• DATA RECORDS:
%%
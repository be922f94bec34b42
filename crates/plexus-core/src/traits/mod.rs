//! Trait seams between subsystems. Retrieval consumes the bridge and the
//! vector index through these, so either can be swapped (in-memory for
//! tests, persistent in production).

mod bridge;
mod vector;

pub use bridge::IBridgeIndex;
pub use vector::{IVectorSearcher, VectorHit};
use serde::{Deserialize, Serialize};

use super::defaults;
use crate::errors::{PlexusError, PlexusResult};

/// Multilevel authority calculator configuration.
///
/// `authority = baseline_share * credential + track_record_share * track_record
///             + recent_share * recent_performance`, shares summing to 1.
#[derive(Debug, Clone, Serialize, Deserialize)]
#[serde(default)]
pub struct AuthorityConfig {
    pub baseline_share: f64,
    pub track_record_share: f64,
    pub recent_share: f64,
    /// Neutral authority for users with no history.
    pub prior: f64,
    /// Number of most-recent outcomes considered for recent performance.
    pub recent_window: usize,
}

impl Default for AuthorityConfig {
    fn default() -> Self {
        Self {
            baseline_share: defaults::DEFAULT_AUTHORITY_BASELINE_SHARE,
            track_record_share: defaults::DEFAULT_AUTHORITY_TRACK_RECORD_SHARE,
            recent_share: defaults::DEFAULT_AUTHORITY_RECENT_SHARE,
            prior: defaults::DEFAULT_AUTHORITY_PRIOR,
            recent_window: defaults::DEFAULT_RECENT_WINDOW,
        }
    }
}

impl AuthorityConfig {
    pub fn validate(&self) -> PlexusResult<()> {
        let sum = self.baseline_share + self.track_record_share + self.recent_share;
        if (sum - 1.0).abs() > 1e-9 {
            return Err(PlexusError::InvalidConfig(format!(
                "authority shares must sum to 1, got {sum}"
            )));
        }
        if !(0.0..=1.0).contains(&self.prior) {
            return Err(PlexusError::InvalidConfig(format!(
                "authority prior must be in [0,1], got {}",
                self.prior
            )));
        }
        if self.recent_window == 0 {
            return Err(PlexusError::InvalidConfig(
                "recent_window must be at least 1".into(),
            ));
        }
        Ok(())
    }
}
%%
• TASK GOAL: What must be returned is only the number of lines in the records that hold the word "impl".

• EXERCISE RESPONSE: 2